Il tristissimo Museo del Risorgimento di Torino
Più che altro dovrebbero chiamarlo "Museo dell'affossamento"
Chi fosse tentato dallo schierarsi nello scontro Catalogna-Castiglia visiti il Museo del Risorgimento di Torino. Io l’ho fatto. Perché anch’io temevo di sbandare, dal lato della Catalogna quando pensavo a Dalì, Mirò, Gaudì, alla lingua prossima all’italiano, da quello della Castiglia quando pensavo ai Borboni, a Cervantes, ad Antonio López García, alla corrida… Trenta sale tappezzate di quadri brutti, divise tarmate, armi arrugginite, e poi la cella di Silvio Pellico, l’ultima camera da letto di Carlo Alberto, la maschera mortuaria di Cavour: le mummie del vicino Museo Egizio sono più divertenti. Risorgimento? Più che altro affossamento.
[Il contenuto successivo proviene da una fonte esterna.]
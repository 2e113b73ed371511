use async_trait::async_trait;
use reqwest::{header, Client};

use crate::config::Config;
use crate::dataset::paginator::Paginator;
use crate::dataset::provider::{DatasetProvider, DatasetRequest, DatasetTable};
use crate::dataset::rate_limiter::RateLimiter;
use crate::error::Result;

/// Loads subsets through the Hugging Face datasets-server row API.
pub struct HubProvider {
    client: Client,
    rate_limiter: RateLimiter,
    base_url: String,
    page_size: usize,
}

impl HubProvider {
    pub fn new(config: &Config) -> Result<Self> {
        let mut headers = header::HeaderMap::new();
        if let Some(token) = &config.hf_token {
            headers.insert(
                header::AUTHORIZATION,
                header::HeaderValue::from_str(&format!("Bearer {}", token))?,
            );
        }
        headers.insert(
            header::ACCEPT,
            header::HeaderValue::from_static("application/json"),
        );
        headers.insert(
            header::USER_AGENT,
            header::HeaderValue::from_static(concat!("prexport/", env!("CARGO_PKG_VERSION"))),
        );

        let client = Client::builder().default_headers(headers).build()?;

        Ok(Self {
            client,
            rate_limiter: RateLimiter::new(config.requests_per_minute),
            base_url: config.datasets_server_url.trim_end_matches('/').to_string(),
            page_size: config.page_size,
        })
    }
}

#[async_trait]
impl DatasetProvider for HubProvider {
    async fn load(&self, request: &DatasetRequest) -> Result<DatasetTable> {
        let url = format!("{}/rows", self.base_url);
        tracing::info!(
            "Fetching {}/{} ({}) from {}",
            request.dataset,
            request.subset,
            request.split,
            self.base_url
        );

        let paginator = Paginator::new(&self.client, &self.rate_limiter);
        paginator.fetch_rows(&url, request, self.page_size).await
    }

    fn name(&self) -> &str {
        "huggingface"
    }
}
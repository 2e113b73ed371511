use thiserror::Error;

#[derive(Error, Debug)]
pub enum Error {
    #[error("Dataset API error: {0}")]
    DatasetApi(String),

    #[error("Rate limit exceeded by dataset server{}", retry_hint(.0))]
    RateLimited(Option<u64>),

    #[error("Failed to parse record: {0}")]
    ParseError(String),

    #[error("Column `{column}` missing from subset `{subset}`")]
    MissingColumn { subset: String, column: String },

    #[error("Configuration error: {0}")]
    Config(String),

    #[error("Network error: {0}")]
    Network(#[from] reqwest::Error),

    #[error("Serialization error: {0}")]
    Serialization(#[from] serde_json::Error),

    #[error("IO error: {0}")]
    Io(#[from] std::io::Error),

    #[error("CSV error: {0}")]
    Csv(#[from] csv::Error),

    #[error("Invalid keyword pattern: {0}")]
    Pattern(#[from] regex::Error),

    #[error("Invalid header value: {0}")]
    InvalidHeader(#[from] reqwest::header::InvalidHeaderValue),
}

pub type Result<T> = std::result::Result<T, Error>;

fn retry_hint(retry_after: &Option<u64>) -> String {
    match retry_after {
        Some(secs) => format!(", retry after {} seconds", secs),
        None => String::new(),
    }
}

impl Error {
    /// Errors caused by the remote source rather than the local run.
    pub fn is_source_error(&self) -> bool {
        matches!(
            self,
            Error::DatasetApi(_) | Error::RateLimited(_) | Error::Network(_)
        )
    }
}

#[cfg(test)]
mod tests {
    use super::*;

    #[test]
    fn test_rate_limited_message() {
        assert_eq!(
            Error::RateLimited(Some(30)).to_string(),
            "Rate limit exceeded by dataset server, retry after 30 seconds"
        );
        assert_eq!(
            Error::RateLimited(None).to_string(),
            "Rate limit exceeded by dataset server"
        );
    }

    #[test]
    fn test_source_errors() {
        assert!(Error::DatasetApi("down".to_string()).is_source_error());
        assert!(Error::RateLimited(None).is_source_error());
        assert!(!Error::Config("bad".to_string()).is_source_error());
        assert!(!Error::MissingColumn {
            subset: "all_repository".to_string(),
            column: "stars".to_string(),
        }
        .is_source_error());
    }
}
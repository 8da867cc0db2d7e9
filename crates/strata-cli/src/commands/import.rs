use super::{bold, json_pretty, ok_line, progress, EXIT_SUCCESS};
use std::path::PathBuf;
use strata_core::{Engine, ImportSource};
use strata_schema::TemplateReference;

pub fn run(engine: &Engine, template: &str, local: bool, json: bool) -> Result<u8, String> {
    let source = if local {
        ImportSource::Archive(PathBuf::from(template))
    } else {
        ImportSource::Reference(
            TemplateReference::parse(template).map_err(|e| format!("validation error: {e}"))?,
        )
    };

    let sink = progress(json);
    let outcome = engine
        .import(&source, sink.as_ref())
        .map_err(|e| e.to_string())?;

    if json {
        let installed: Vec<String> = outcome.installed.iter().map(ToString::to_string).collect();
        let payload = serde_json::json!({
            "template": outcome.key.to_string(),
            "installed": installed,
        });
        println!("{}", json_pretty(&payload)?);
    } else if outcome.installed.is_empty() {
        println!("{} is already installed", bold(&outcome.key.to_string()));
    } else {
        for key in &outcome.installed {
            println!("{}", ok_line(&format!("installed {key}")));
        }
    }
    Ok(EXIT_SUCCESS)
}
Schiere di morti, feriti, mutilati, incarcerati, esiliati, giustiziati: ma perché? Qualcuno si ricorda il motivo? Ne valeva la pena? A un certo punto mi soccorre Shakespeare, l’idea della storia come “favola raccontata da un idiota, piena di rumore e di furore, che non significa nulla”. Il tristissimo Museo del Risorgimento di Torino è un potentissimo vaccino contro il prendere parte.